**WORK ITEM:** Please state how many lines in the records contain the string "entries", with no words besides the number.

[Stored data]
——

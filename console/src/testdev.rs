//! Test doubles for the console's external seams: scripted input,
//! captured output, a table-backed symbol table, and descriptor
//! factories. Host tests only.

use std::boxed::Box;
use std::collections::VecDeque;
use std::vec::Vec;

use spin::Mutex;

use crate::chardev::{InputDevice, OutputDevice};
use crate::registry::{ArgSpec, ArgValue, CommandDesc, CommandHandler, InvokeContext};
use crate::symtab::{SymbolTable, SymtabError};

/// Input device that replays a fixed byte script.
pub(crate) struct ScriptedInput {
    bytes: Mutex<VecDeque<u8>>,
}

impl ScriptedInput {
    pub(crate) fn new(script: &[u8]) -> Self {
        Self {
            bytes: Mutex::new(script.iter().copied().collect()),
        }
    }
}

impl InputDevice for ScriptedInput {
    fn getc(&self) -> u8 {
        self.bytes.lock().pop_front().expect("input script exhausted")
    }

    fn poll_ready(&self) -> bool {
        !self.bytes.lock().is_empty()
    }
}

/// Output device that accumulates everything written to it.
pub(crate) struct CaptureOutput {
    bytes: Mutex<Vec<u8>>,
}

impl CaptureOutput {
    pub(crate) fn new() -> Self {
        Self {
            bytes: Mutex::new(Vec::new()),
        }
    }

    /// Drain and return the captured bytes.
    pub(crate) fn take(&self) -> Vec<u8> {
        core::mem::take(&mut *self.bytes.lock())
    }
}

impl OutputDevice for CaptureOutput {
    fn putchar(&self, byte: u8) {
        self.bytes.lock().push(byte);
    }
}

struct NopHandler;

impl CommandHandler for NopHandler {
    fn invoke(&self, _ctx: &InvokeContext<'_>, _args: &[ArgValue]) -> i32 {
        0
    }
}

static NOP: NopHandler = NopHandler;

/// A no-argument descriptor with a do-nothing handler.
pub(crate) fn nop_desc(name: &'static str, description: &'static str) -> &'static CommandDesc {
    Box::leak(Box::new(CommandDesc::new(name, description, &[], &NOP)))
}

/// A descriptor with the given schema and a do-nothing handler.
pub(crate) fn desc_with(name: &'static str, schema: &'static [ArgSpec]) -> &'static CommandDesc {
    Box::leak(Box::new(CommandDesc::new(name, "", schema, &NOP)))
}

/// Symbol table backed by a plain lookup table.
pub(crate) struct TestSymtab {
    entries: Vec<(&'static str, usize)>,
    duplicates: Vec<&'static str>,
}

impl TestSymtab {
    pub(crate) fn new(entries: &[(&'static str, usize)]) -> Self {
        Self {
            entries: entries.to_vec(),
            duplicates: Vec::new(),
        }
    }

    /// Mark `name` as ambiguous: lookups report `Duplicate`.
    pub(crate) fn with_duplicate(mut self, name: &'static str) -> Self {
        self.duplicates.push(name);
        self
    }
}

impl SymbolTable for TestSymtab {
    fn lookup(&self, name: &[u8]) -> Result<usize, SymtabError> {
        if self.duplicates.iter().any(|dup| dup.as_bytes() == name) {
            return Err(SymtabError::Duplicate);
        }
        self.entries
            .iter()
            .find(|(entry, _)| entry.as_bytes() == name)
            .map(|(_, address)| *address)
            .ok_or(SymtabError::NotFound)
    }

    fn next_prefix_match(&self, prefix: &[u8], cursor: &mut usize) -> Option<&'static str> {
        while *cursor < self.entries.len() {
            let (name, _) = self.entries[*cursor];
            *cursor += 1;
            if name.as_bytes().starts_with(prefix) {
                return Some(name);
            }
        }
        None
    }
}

——

**OUTPUT OF THE EXERCISE:** 6